Besides the loss of funds, which was bad enough, Black Girl Nerds also removed the bylines of some contributors who spoke up about their problems with the BGN community, including a lack of credit and lack of pay. BGN said it was an accident/glitch, but the timing left many in doubt.
Now, it’s possible to both have sympathy for Broadnax and call her and Butler out for their major error in financial judgment. However, the decisions made in light of that financial judgment and their response to criticism are the problem.
In an article published by Vulture, Butler makes the following statement:
“It was hubris,” said Butler, in his only interview discussing the implosion. Hubris — and, as he went on to suggest, a surprising lack of enthusiasm for diversity among fans. If more fans had bought tickets, he said, the whole debacle could have been avoided. “Unfortunately, they just didn’t,” he said. “I should have known better. But I let my belief in this nonexistent community blind me.”
Um … excuse me? It is because of that “nonexistent community” that Universal FanCon was even able to form a true concept in the first place. Not only did they double the goal set by the Kickstarter, but they invested what they had into attending. The problem is that the people behind FanCon had no real financial expertise and spent more time securing huge celebrity guests (Billy Dee Williams, Roxane Gay, Orlando Jones, Mehcad Brooks etc.) and renting a huge convention space rather than running it through a hotel.
Nevermind the fact that as people who are running a convention for marginalized nerds/geeks should have a better understanding of the financial difficulties affecting poorer people. And when starting a con for the first time, it’s basic business sense to start small and then expand: ie FlameCon, which has upgraded its location pretty much every year since it began.
Butler and Broadnax have every right to be frustrated and to defend themselves against the onslaught of criticism; however, they can’t just get a pass because they are part of the black nerd community. They were supposed to be doing this for people who don’t often feel they have a safe place within nerd culture.
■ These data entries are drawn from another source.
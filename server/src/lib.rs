use axum::extract::rejection::{JsonRejection, PathRejection, QueryRejection};
use axum::extract::{Path, Query, State};
use axum::http::StatusCode;
use axum::response::{IntoResponse, Response};
use axum::routing::get;
use axum::{Json, Router};
use faqmatch_core::{CorpusStats, DocId, Engine, MatchResult, Threshold};
use serde::{Deserialize, Serialize};
use std::sync::Arc;
use std::time::Duration;
use tower_http::cors::{AllowOrigin, Any, CorsLayer};
use tower_http::timeout::TimeoutLayer;
use tower_http::trace::TraceLayer;

pub const DEFAULT_SAMPLE_QUESTIONS: usize = 7;
pub const MAX_SAMPLE_QUESTIONS: usize = 100;

/// JSON error body `{"error": "..."}` with a matching status code.
#[derive(Debug)]
pub enum ApiError {
    BadRequest(String),
    NotFound(String),
}

impl IntoResponse for ApiError {
    fn into_response(self) -> Response {
        let (status, msg) = match self {
            ApiError::BadRequest(m) => (StatusCode::BAD_REQUEST, m),
            ApiError::NotFound(m) => (StatusCode::NOT_FOUND, m),
        };
        (status, Json(serde_json::json!({ "error": msg }))).into_response()
    }
}

impl From<QueryRejection> for ApiError {
    fn from(rejection: QueryRejection) -> Self {
        ApiError::BadRequest(rejection.body_text())
    }
}

impl From<JsonRejection> for ApiError {
    fn from(rejection: JsonRejection) -> Self {
        ApiError::BadRequest(rejection.body_text())
    }
}

impl From<PathRejection> for ApiError {
    fn from(rejection: PathRejection) -> Self {
        ApiError::BadRequest(rejection.body_text())
    }
}

#[derive(Deserialize)]
pub struct AnswerParams {
    pub q: String,
    pub threshold: Option<f32>,
}

#[derive(Deserialize)]
pub struct AnswerRequest {
    pub question: String,
    pub threshold: Option<f32>,
}

#[derive(Serialize)]
pub struct AnswerResponse {
    pub question: String,
    pub answer: Option<String>,
    pub score: f32,
    pub matched_document_id: Option<DocId>,
    pub matched_question: Option<String>,
    pub confidence: String,
    pub accepted: bool,
}

#[derive(Deserialize)]
pub struct SampleParams {
    #[serde(default = "default_limit")]
    pub limit: usize,
}
fn default_limit() -> usize { DEFAULT_SAMPLE_QUESTIONS }

#[derive(Serialize)]
pub struct StatsResponse {
    #[serde(flatten)]
    pub stats: CorpusStats,
    pub vocabulary_size: usize,
}

#[derive(Serialize)]
pub struct QuestionsResponse {
    pub total: usize,
    pub questions: Vec<String>,
}

#[derive(Serialize)]
pub struct DocResponse {
    pub doc_id: DocId,
    pub question: String,
    pub answer: String,
}

#[derive(Clone)]
pub struct AppState {
    pub engine: Arc<Engine>,
}

pub fn build_app(engine: Arc<Engine>, request_timeout: Duration) -> Router {
    // CORS: read CORS_ALLOW_ORIGIN (comma-separated) or allow Any by default
    let cors = match std::env::var("CORS_ALLOW_ORIGIN") {
        Ok(val) => {
            let origins: Vec<_> = val
                .split(',')
                .filter_map(|s| s.trim().parse().ok())
                .collect();
            if origins.is_empty() {
                CorsLayer::new().allow_origin(Any).allow_methods(Any).allow_headers(Any)
            } else {
                CorsLayer::new().allow_origin(AllowOrigin::list(origins)).allow_methods(Any).allow_headers(Any)
            }
        }
        Err(_) => CorsLayer::new().allow_origin(Any).allow_methods(Any).allow_headers(Any),
    };

    Router::new()
        .route("/health", get(|| async { "ok" }))
        .route("/answer", get(answer_query).post(answer_json))
        .route("/stats", get(stats_handler))
        .route("/questions", get(questions_handler))
        .route("/doc/:doc_id", get(doc_handler))
        .with_state(AppState { engine })
        .layer(TimeoutLayer::new(request_timeout))
        .layer(TraceLayer::new_for_http())
        .layer(cors)
}

fn answer(engine: &Engine, question: String, threshold: Option<f32>) -> Result<Json<AnswerResponse>, ApiError> {
    let threshold = match threshold {
        Some(t) => Threshold::new(t).map_err(|e| ApiError::BadRequest(e.to_string()))?,
        None => engine.config().threshold,
    };
    let result: MatchResult = engine.answer_with_threshold(&question, threshold);
    let matched_question = result
        .matched_document_id
        .and_then(|id| engine.document(id))
        .map(|d| d.question.clone());
    Ok(Json(AnswerResponse {
        question,
        confidence: result.confidence().to_string().to_lowercase(),
        accepted: result.is_accepted(),
        answer: result.answer,
        score: result.score,
        matched_document_id: result.matched_document_id,
        matched_question,
    }))
}

pub async fn answer_query(
    State(state): State<AppState>,
    params: Result<Query<AnswerParams>, QueryRejection>,
) -> Result<Json<AnswerResponse>, ApiError> {
    let Query(params) = params?;
    answer(&state.engine, params.q, params.threshold)
}

pub async fn answer_json(
    State(state): State<AppState>,
    req: Result<Json<AnswerRequest>, JsonRejection>,
) -> Result<Json<AnswerResponse>, ApiError> {
    let Json(req) = req?;
    answer(&state.engine, req.question, req.threshold)
}

pub async fn stats_handler(State(state): State<AppState>) -> Json<StatsResponse> {
    Json(StatsResponse { stats: state.engine.stats(), vocabulary_size: state.engine.vocabulary().len() })
}

pub async fn questions_handler(
    State(state): State<AppState>,
    params: Result<Query<SampleParams>, QueryRejection>,
) -> Result<Json<QuestionsResponse>, ApiError> {
    let Query(params) = params?;
    let limit = params.limit.min(MAX_SAMPLE_QUESTIONS);
    let questions = state.engine.sample_questions(limit).map(str::to_string).collect();
    Ok(Json(QuestionsResponse { total: state.engine.len(), questions }))
}

pub async fn doc_handler(
    State(state): State<AppState>,
    doc_id: Result<Path<DocId>, PathRejection>,
) -> Result<Json<DocResponse>, ApiError> {
    let Path(doc_id) = doc_id?;
    match state.engine.document(doc_id) {
        Some(doc) => Ok(Json(DocResponse { doc_id, question: doc.question.clone(), answer: doc.answer.clone() })),
        None => Err(ApiError::NotFound(format!("document {doc_id} not found"))),
    }
}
Instead they are making it seem like those people let them down.
No, you let us down and you have to own that shit. Butler comes close to that when he admits that they “believe their own hype” when it came to seeing the social media response: “We were in the bubble of social media. Our critical mistake on size and scope was that we believed that our combined tens of thousands of Twitter followers would actually come out and support us.”
Again, this language makes it seem as though it’s the tens of thousands of Twitter followers who are at fault. Except anyone who works in events will tell you that you trust ticket sales, not social media hype. If everyone who followed/retweeted Tinashe bought her album, she’d be platinum.
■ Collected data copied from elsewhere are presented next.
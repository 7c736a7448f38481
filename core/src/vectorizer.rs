use crate::index::{SparseVector, Vocabulary};

/// Project normalized query tokens into the vocabulary's space.
///
/// Out-of-vocabulary n-grams are skipped. The result is unit length, or the
/// zero vector when nothing in the query is known.
pub fn vectorize(tokens: &[String], vocabulary: &Vocabulary) -> SparseVector {
    SparseVector::from_counts(vocabulary.count_terms(tokens), vocabulary)
}
use faqmatch_core::corpus::load_corpus;
use faqmatch_core::{CorpusError, Engine, EngineConfig};
use std::fs;
use tempfile::tempdir;

#[test]
fn loads_directory_in_path_order() {
    let dir = tempdir().unwrap();
    fs::write(
        dir.path().join("b.jsonl"),
        "{\"question\":\"How long does shipping take?\",\"answer\":\"3-5 days.\"}\n",
    )
    .unwrap();
    fs::write(
        dir.path().join("a.json"),
        r#"[{"question":"How do I return an item?","answer":"Visit Returns page within 30 days."}]"#,
    )
    .unwrap();
    fs::write(dir.path().join("notes.txt"), "ignored").unwrap();

    let entries = load_corpus(dir.path()).unwrap();
    assert_eq!(entries.len(), 2);
    assert_eq!(entries[0].question, "How do I return an item?");
    assert_eq!(entries[1].answer, "3-5 days.");

    let engine = Engine::initialize(entries.into_iter().map(Into::<(String, String)>::into), EngineConfig::default()).unwrap();
    assert_eq!(engine.answer("shipping time").matched_document_id, Some(1));
}

#[test]
fn missing_input_is_reported() {
    let dir = tempdir().unwrap();
    assert!(matches!(load_corpus(dir.path()), Err(CorpusError::NoInput(_))));
    assert!(matches!(load_corpus(dir.path().join("nope.json")), Err(CorpusError::NoInput(_))));
}

#[cfg(unix)]
#[test]
fn walk_errors_are_skipped() {
    let dir = tempdir().unwrap();
    fs::write(dir.path().join("faq.jsonl"), "{\"question\":\"Q\",\"answer\":\"A\"}\n").unwrap();
    // a link back to the root makes the walk report a loop for that entry
    std::os::unix::fs::symlink(dir.path(), dir.path().join("loop")).unwrap();
    let entries = load_corpus(dir.path()).unwrap();
    assert_eq!(entries.len(), 1);
    assert_eq!(entries[0].answer, "A");
}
Nearly half a year after they’d made the deposit, Universal FanCon had only sold a hundred or so tickets. “There was no marketing,” Melanie Dione, the former director of entertainment for FanCon, told Vulture. “If you didn’t know someone directly involved, you wouldn’t have known about FanCon at all.” Which led to them to hire consultants who promised them they’d see results. Meanwhile, they’d given 5 figure offers to their celebrity guests.
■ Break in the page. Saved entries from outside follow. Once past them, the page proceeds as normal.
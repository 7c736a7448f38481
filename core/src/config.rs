//! Engine configuration and its validation.
//!
//! Defaults match the FAQ deployment the engine was tuned on: a 1000-term
//! vocabulary of unigrams and bigrams, English stopwords and an acceptance
//! threshold of 0.1.

use crate::error::MatchError;
use crate::tokenizer::Stopwords;
use serde::{Deserialize, Serialize};

pub const DEFAULT_MAX_FEATURES: usize = 1000;
pub const DEFAULT_THRESHOLD: f32 = 0.1;

/// Inclusive window of n-gram lengths, e.g. `(1, 2)` for unigrams and bigrams.
#[derive(Debug, Clone, Copy, PartialEq, Eq, Serialize, Deserialize)]
pub struct NgramRange {
    pub min_n: usize,
    pub max_n: usize,
}

impl NgramRange {
    pub const fn new(min_n: usize, max_n: usize) -> Self {
        Self { min_n, max_n }
    }

    pub fn validate(&self) -> Result<(), MatchError> {
        if self.min_n == 0 {
            return Err(MatchError::InvalidConfiguration("ngram_range min_n must be at least 1".into()));
        }
        if self.min_n > self.max_n {
            return Err(MatchError::InvalidConfiguration(format!(
                "ngram_range ({}, {}) is empty",
                self.min_n, self.max_n
            )));
        }
        Ok(())
    }
}

impl Default for NgramRange {
    fn default() -> Self {
        Self::new(1, 2)
    }
}

/// Acceptance threshold: a match is accepted only when its score is strictly greater.
/// Always finite and non-negative.
#[derive(Debug, Clone, Copy, PartialEq, PartialOrd, Serialize, Deserialize)]
#[serde(try_from = "f32", into = "f32")]
pub struct Threshold(f32);

impl Threshold {
    pub fn new(value: f32) -> Result<Self, MatchError> {
        if !value.is_finite() || value < 0.0 {
            return Err(MatchError::InvalidConfiguration(format!(
                "threshold must be a non-negative finite number, got {value}"
            )));
        }
        Ok(Self(value))
    }

    pub fn value(self) -> f32 {
        self.0
    }
}

impl Default for Threshold {
    fn default() -> Self {
        Self(DEFAULT_THRESHOLD)
    }
}

impl TryFrom<f32> for Threshold {
    type Error = MatchError;
    fn try_from(value: f32) -> Result<Self, Self::Error> {
        Self::new(value)
    }
}

impl From<Threshold> for f32 {
    fn from(t: Threshold) -> Self {
        t.0
    }
}

#[derive(Debug, Clone, PartialEq, Serialize, Deserialize)]
#[serde(default)]
pub struct EngineConfig {
    /// Upper bound on vocabulary size.
    pub max_features: usize,
    pub ngram_range: NgramRange,
    pub stopwords: Stopwords,
    /// Threshold used by [`crate::Engine::answer`].
    pub threshold: Threshold,
}

impl Default for EngineConfig {
    fn default() -> Self {
        Self {
            max_features: DEFAULT_MAX_FEATURES,
            ngram_range: NgramRange::default(),
            stopwords: Stopwords::english(),
            threshold: Threshold::default(),
        }
    }
}

impl EngineConfig {
    pub fn validate(&self) -> Result<(), MatchError> {
        if self.max_features == 0 {
            return Err(MatchError::InvalidConfiguration("max_features must be positive".into()));
        }
        self.ngram_range.validate()
    }
}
At the start of 2018, four months before the convention, Butler said they had only sold 169 tickets. The article then goes on to describe events from March onward to the day they canceled, which was just a flurry of bad news (Orlando Jones dropped out, they were $289,000 in the red). Broadnax secured a $10,000 sponsorship from SyFy Wire, but at that point, it was pretty much useless.
Butler, Broadnax, and the rest of their team f-ed up hard and while they may not be villains, trying to place the blame on other people and waiting so long to actually let people know “hey this is where we are at” speaks to the level on incompetence on their part. Since a lot of cons run a deficit the first year it’s par for the course in many ways, so the way they want to deflect responsibility is the real villainy.
Do not use the fact that you are trying to help an underappreciated section of the fan community against said fans. They did their part by helping to fund the event from the beginning. It is the people behind the project that misfired. 169 tickets may not have been a lot, but I’m sure that if FanCon was being run out of a hotel with one or two guests and had lot of fun panels, it would have perfect to those 169 people.